# Alpaca with Chronic eye infections



## GCKRanch (May 27, 2014)

We've got one troublesome alpaca, Oreo, who started out ok, but developed a skin condition. She now has patches of thick skin, with a loss of hair in those spots. We asked our vet about it, and he feels it's a genetic condition (even though the breeder swears otherwise). So we put vitamin e oil on those spots when she lets us, and an ointment to keep flies off those spots. A few months ago, Oreo got a piece of hay imbedded in her eye and it ended up scratching her retina. Now she has become queen of the consistent eye infections, we apply antibiotic ointment (Rx from our vet) when it flares up, but within two weeks the issue returns. This week, we noticed her other eye looks pretty horrible, and she looks like she has lost a significant amount of weight. She's a sweet girl, but she just looks miserable. Is there hope for Oreo, or she doomed to be queen of the chronic eye infections forever?


----------



## ksalvagno (Oct 6, 2009)

Do you have a veterinary college that you can take her? Sounds like she needs something more. Or have your vet contact an expert like Dr David Anderson at Tennessee State University (I think that is where he is now).

As far as her rough skin, that was from mites. She may still have mites. You need to bathe her with sulfur shampoo. Then you need to scrape those thick areas as best you can. Bottle caps from beer or wine coolers work really well. Then put NuStock on every other day. Also get Frontline spray and spray her lower legs and feet. Also look up witches brew. Northwest Alpacas has a great read on mites that you and your vet need to read.

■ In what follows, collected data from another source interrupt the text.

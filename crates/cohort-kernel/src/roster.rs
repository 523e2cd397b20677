//! Owning collection of students.
//!
//! A [`Roster`] stores its own copies: [`Roster::insert`] clones the caller's
//! student (taking a new census seat), so later changes on either side never
//! reach the other. Removing a student hands it back to the caller, and its
//! seat is released when that value drops.

use crate::ordering::by_gpa;
use crate::person::Persona;
use crate::student::Student;
use std::io::{self, Write};

#[derive(Debug, Clone, Default)]
pub struct Roster {
    students: Vec<Student>,
}

impl Roster {
    pub fn new() -> Self {
        Self::default()
    }

    /// Store an independent copy of `student`.
    pub fn insert(&mut self, student: &Student) {
        self.students.push(student.clone());
    }

    /// Move an owned student in.
    pub fn push(&mut self, student: Student) {
        self.students.push(student);
    }

    /// Remove and return the student at `index`.
    pub fn remove(&mut self, index: usize) -> Option<Student> {
        (index < self.students.len()).then(|| self.students.remove(index))
    }

    /// Drop every stored student.
    pub fn clear(&mut self) {
        self.students.clear();
    }

    pub fn len(&self) -> usize {
        self.students.len()
    }

    pub fn is_empty(&self) -> bool {
        self.students.is_empty()
    }

    pub fn get(&self, index: usize) -> Option<&Student> {
        self.students.get(index)
    }

    pub fn get_mut(&mut self, index: usize) -> Option<&mut Student> {
        self.students.get_mut(index)
    }

    /// Sort by gpa, ascending. Students with equal gpa keep their order.
    pub fn sort_stable(&mut self) {
        self.students.sort_by(by_gpa);
        tracing::debug!(len = self.students.len(), "roster sorted by gpa");
    }

    pub fn iter(&self) -> std::slice::Iter<'_, Student> {
        self.students.iter()
    }

    /// Mutable traversal; changes land on the stored students in place.
    pub fn iter_mut(&mut self) -> std::slice::IterMut<'_, Student> {
        self.students.iter_mut()
    }

    /// Describe every student, in roster order, through the
    /// [`Persona`] capability set.
    pub fn describe_all(&self, out: &mut dyn Write) -> io::Result<()> {
        for student in self {
            let entity: &dyn Persona = student;
            entity.describe(out)?;
        }
        Ok(())
    }
}

impl<'a> IntoIterator for &'a Roster {
    type Item = &'a Student;
    type IntoIter = std::slice::Iter<'a, Student>;

    fn into_iter(self) -> Self::IntoIter {
        self.iter()
    }
}

impl<'a> IntoIterator for &'a mut Roster {
    type Item = &'a mut Student;
    type IntoIter = std::slice::IterMut<'a, Student>;

    fn into_iter(self) -> Self::IntoIter {
        self.iter_mut()
    }
}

http://www.alpacas.com/alpacalibrary/alpacaskinproblems.aspx


----------



## GCKRanch (May 27, 2014)

We had her tested for mites, and that wasn't it. We even asked our vet about the Witch's Brew and he laughed that off. He told us that it was a genetic condition that darker alpacas are more likely to get. He suggested we put Vaseline Intensive Care on those spots.


----------



## ksalvagno (Oct 6, 2009)

In 16 years of owning alpacas I have never seen that problem but I'm in Ohio. I have seen skin issues that look like that as a result of a bad mite infestation even after the mites were cleared up. But other areas probably see problems that we don't in this area. I'd at least put NuStock on those bad spots.


----------